In Idaho, bar pass rates dropped 15 percentage points, from 80 percent to 65 percent. In Delaware, Iowa, Minnesota, Oregon, Tennessee, and Texas, scores dropped 9 percentage points or more. By the time all the states published their numbers, it was clear that the July exam had been a disaster everywhere. Scores on the multiple-choice part of the test registered their largest single-year drop in the four-decade history of the test.

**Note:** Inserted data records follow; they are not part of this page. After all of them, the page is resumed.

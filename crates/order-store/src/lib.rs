pub mod error;
pub mod memory;
pub mod postgres;
pub mod store;

pub use error::{OrderStoreError, Result};
pub use memory::InMemoryOrderStore;
pub use postgres::PostgresOrderStore;
pub use store::OrderStore;
//! Checkout error types.

use std::time::Duration;

use common::{OrderId, ProductId, UserId};
use domain::OrderError;
use order_store::OrderStoreError;
use thiserror::Error;

/// Errors reported by a collaborator (cart, payment, inventory).
#[derive(Debug, Clone, PartialEq, Eq, Error)]
pub enum ServiceError {
    /// The collaborator could not be reached or answered with a server error.
    #[error("{service} service unavailable: {reason}")]
    Unavailable {
        service: &'static str,
        reason: String,
    },

    /// The call did not finish within its deadline.
    #[error("{service} service timed out after {after:?}")]
    Timeout {
        service: &'static str,
        after: Duration,
    },

    /// The payment gateway refused the charge.
    #[error("payment declined: {0}")]
    Declined(String),

    /// The product does not exist in the catalog.
    #[error("product {0} not found")]
    ProductNotFound(ProductId),

    /// The product has fewer units than requested.
    #[error("insufficient stock for product {product_id}: requested {requested}, available {available}")]
    InsufficientStock {
        product_id: ProductId,
        requested: u32,
        available: i64,
    },

    /// The collaborator answered with something we could not interpret.
    #[error("invalid response from {service} service: {reason}")]
    InvalidResponse {
        service: &'static str,
        reason: String,
    },
}

impl ServiceError {
    pub fn unavailable(service: &'static str, reason: impl ToString) -> Self {
        Self::Unavailable {
            service,
            reason: reason.to_string(),
        }
    }

    pub fn invalid_response(service: &'static str, reason: impl ToString) -> Self {
        Self::InvalidResponse {
            service,
            reason: reason.to_string(),
        }
    }

    /// Returns true if repeating the same call may succeed.
    pub fn is_transient(&self) -> bool {
        matches!(self, Self::Unavailable { .. } | Self::Timeout { .. })
    }
}

/// Errors that abort a checkout before the order is committed.
#[derive(Debug, Error)]
pub enum CheckoutError {
    /// The user's cart has no lines.
    #[error("Cart is empty")]
    EmptyCart { user_id: UserId },

    /// The cart could not be read.
    #[error("Cart unavailable: {0}")]
    CartUnavailable(#[source] ServiceError),

    /// The cart holds lines that cannot become an order.
    #[error("Invalid cart: {0}")]
    InvalidCart(#[from] OrderError),

    /// A line asks for more units than the product has in stock.
    #[error("Insufficient stock for product {product_id}: requested {requested}, available {available}")]
    InsufficientStock {
        product_id: ProductId,
        requested: u32,
        available: u32,
    },

    /// Payment was declined, unreachable or timed out. Nothing was written.
    #[error("Payment failed: {0}")]
    PaymentFailed(String),

    /// Payment was captured but the order could not be recorded.
    #[error("Order could not be recorded for payment {transaction_id}: {reason}")]
    OrderPersistence {
        transaction_id: String,
        refunded: bool,
        reason: String,
    },
}

impl CheckoutError {
    /// Short label used for the `reason` metric dimension.
    pub fn reason(&self) -> &'static str {
        match self {
            Self::EmptyCart { .. } => "empty_cart",
            Self::CartUnavailable(_) => "cart_unavailable",
            Self::InvalidCart(_) => "invalid_cart",
            Self::InsufficientStock { .. } => "insufficient_stock",
            Self::PaymentFailed(_) => "payment_failed",
            Self::OrderPersistence { .. } => "order_persistence",
        }
    }
}

/// A post-commit side effect that did not take effect.
///
/// These never fail the checkout; they end up in the fulfillment report and
/// the reconciliation log.
#[derive(Debug, Clone, PartialEq, Eq, Error)]
pub enum FulfillmentError {
    #[error("Stock adjustment for product {product_id} failed: {source}")]
    StockAdjustment {
        product_id: ProductId,
        #[source]
        source: ServiceError,
    },

    #[error("Clearing cart of user {user_id} failed: {source}")]
    CartClear {
        user_id: UserId,
        #[source]
        source: ServiceError,
    },
}

impl FulfillmentError {
    pub fn kind(&self) -> &'static str {
        match self {
            Self::StockAdjustment { .. } => "stock_adjustment",
            Self::CartClear { .. } => "cart_clear",
        }
    }
}

/// Errors on the read path.
#[derive(Debug, Error)]
pub enum QueryError {
    #[error("Order not found")]
    OrderNotFound(OrderId),

    #[error("Order store error: {0}")]
    Store(#[from] OrderStoreError),
}
//! Money amounts in minor currency units.

use serde::{Deserialize, Serialize};

/// Money amount represented in minor units (cents, paise) to avoid floating
/// point issues.
#[derive(Debug, Clone, Copy, PartialEq, Eq, PartialOrd, Ord, Hash, Serialize, Deserialize)]
#[serde(transparent)]
pub struct Money {
    cents: i64,
}

impl Money {
    /// Creates a new Money amount from minor units.
    pub const fn from_cents(cents: i64) -> Self {
        Self { cents }
    }

    /// Returns zero money.
    pub const fn zero() -> Self {
        Self { cents: 0 }
    }

    /// Parses a major-unit decimal string such as `"650.00"` or `"12.5"`.
    ///
    /// Postgres `NUMERIC` columns reach us as strings through the cart and
    /// product services. Digits beyond the second decimal place are rounded
    /// half away from zero.
    pub fn parse_major(s: &str) -> Option<Self> {
        let s = s.trim();
        let (negative, digits) = match s.strip_prefix('-') {
            Some(rest) => (true, rest),
            None => (false, s),
        };
        let (whole, fraction) = digits.split_once('.').unwrap_or((digits, ""));
        if whole.is_empty() && fraction.is_empty() {
            return None;
        }
        if !whole.chars().all(|c| c.is_ascii_digit())
            || !fraction.chars().all(|c| c.is_ascii_digit())
        {
            return None;
        }

        let whole: i64 = if whole.is_empty() { 0 } else { whole.parse().ok()? };
        let mut fraction_digits = fraction.bytes().map(|b| i64::from(b - b'0'));
        let tenths = fraction_digits.next().unwrap_or(0);
        let hundredths = fraction_digits.next().unwrap_or(0);
        let round_up = fraction_digits.next().is_some_and(|d| d >= 5);

        let mut cents = whole.checked_mul(100)?.checked_add(tenths * 10 + hundredths)?;
        if round_up {
            cents = cents.checked_add(1)?;
        }
        Some(Self::from_cents(if negative { -cents } else { cents }))
    }

    /// Converts a major-unit floating point amount, rounding to the nearest
    /// minor unit.
    pub fn from_major_f64(amount: f64) -> Option<Self> {
        if !amount.is_finite() {
            return None;
        }
        let cents = (amount * 100.0).round();
        if cents.abs() > i64::MAX as f64 {
            return None;
        }
        Some(Self::from_cents(cents as i64))
    }

    /// Returns the amount in minor units.
    pub const fn cents(&self) -> i64 {
        self.cents
    }

    /// Returns the major-unit portion (whole number).
    pub const fn dollars(&self) -> i64 {
        self.cents / 100
    }

    /// Returns the minor-unit remainder.
    pub const fn cents_part(&self) -> i64 {
        self.cents.abs() % 100
    }

    pub const fn is_zero(&self) -> bool {
        self.cents == 0
    }

    pub const fn is_negative(&self) -> bool {
        self.cents < 0
    }

    /// Multiplies by a quantity, or `None` on overflow.
    pub const fn checked_multiply(&self, quantity: u32) -> Option<Money> {
        match self.cents.checked_mul(quantity as i64) {
            Some(cents) => Some(Money { cents }),
            None => None,
        }
    }

    /// Adds two amounts, or `None` on overflow.
    pub const fn checked_add(&self, other: Money) -> Option<Money> {
        match self.cents.checked_add(other.cents) {
            Some(cents) => Some(Money { cents }),
            None => None,
        }
    }

    /// Sums amounts, or `None` if the total overflows.
    pub fn checked_sum(amounts: impl IntoIterator<Item = Money>) -> Option<Money> {
        amounts
            .into_iter()
            .try_fold(Money::zero(), |total, amount| total.checked_add(amount))
    }
}

impl Default for Money {
    fn default() -> Self {
        Self::zero()
    }
}

impl std::fmt::Display for Money {
    fn fmt(&self, f: &mut std::fmt::Formatter<'_>) -> std::fmt::Result {
        if self.cents < 0 {
            write!(f, "-{}.{:02}", self.dollars().abs(), self.cents_part())
        } else {
            write!(f, "{}.{:02}", self.dollars(), self.cents_part())
        }
    }
}
//! Route handlers.

pub mod health;
pub mod orders;
pub mod reconciliations;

That is a monumental drop in a short window of time. As with all standardized tests, they are not actually standardized. Some years are harder than other years. It’s entirely subjective but usually the large pool of test takers gives you a pretty good idea of whether the test was too hard. Most of the time testing authorities simply grade it on a curve and the pass rates stay the same. What’s interesting is that the NCBE (like AICPA but for lawyers) did not retreat and grade the exams on a curve. They dug in their heels and implied that the caliber of law student has weakened demonstrably in recent years.
For the CPA exam there was a lower pass rate in Q4 of 2014 as we mentioned previously. However, it was a rounding error compared with the bar exam passing rate drops. It appears as though the caliber of CPA exam applicant is more or less the same as it was a decade ago.
The only explanation for the bar exam drops I can think of are that a disproportionate number of students are now graduating from law schools that perhaps should not be accredited. The for profit online education industry has been under fire in recent years for the poor job placement numbers of recent students. The industry does not have a sterling reputation and it’s possible that far too many wannabe lawyers are getting their degrees in this fashion. However, this explanation does not hold water because students are also studying accounting at dubious institutions. CPA pass rates should also be plummeting, but they are not.
Perhaps we’ll just have to wait a little longer as it also appears that SAT scores are plummeting especially the math section.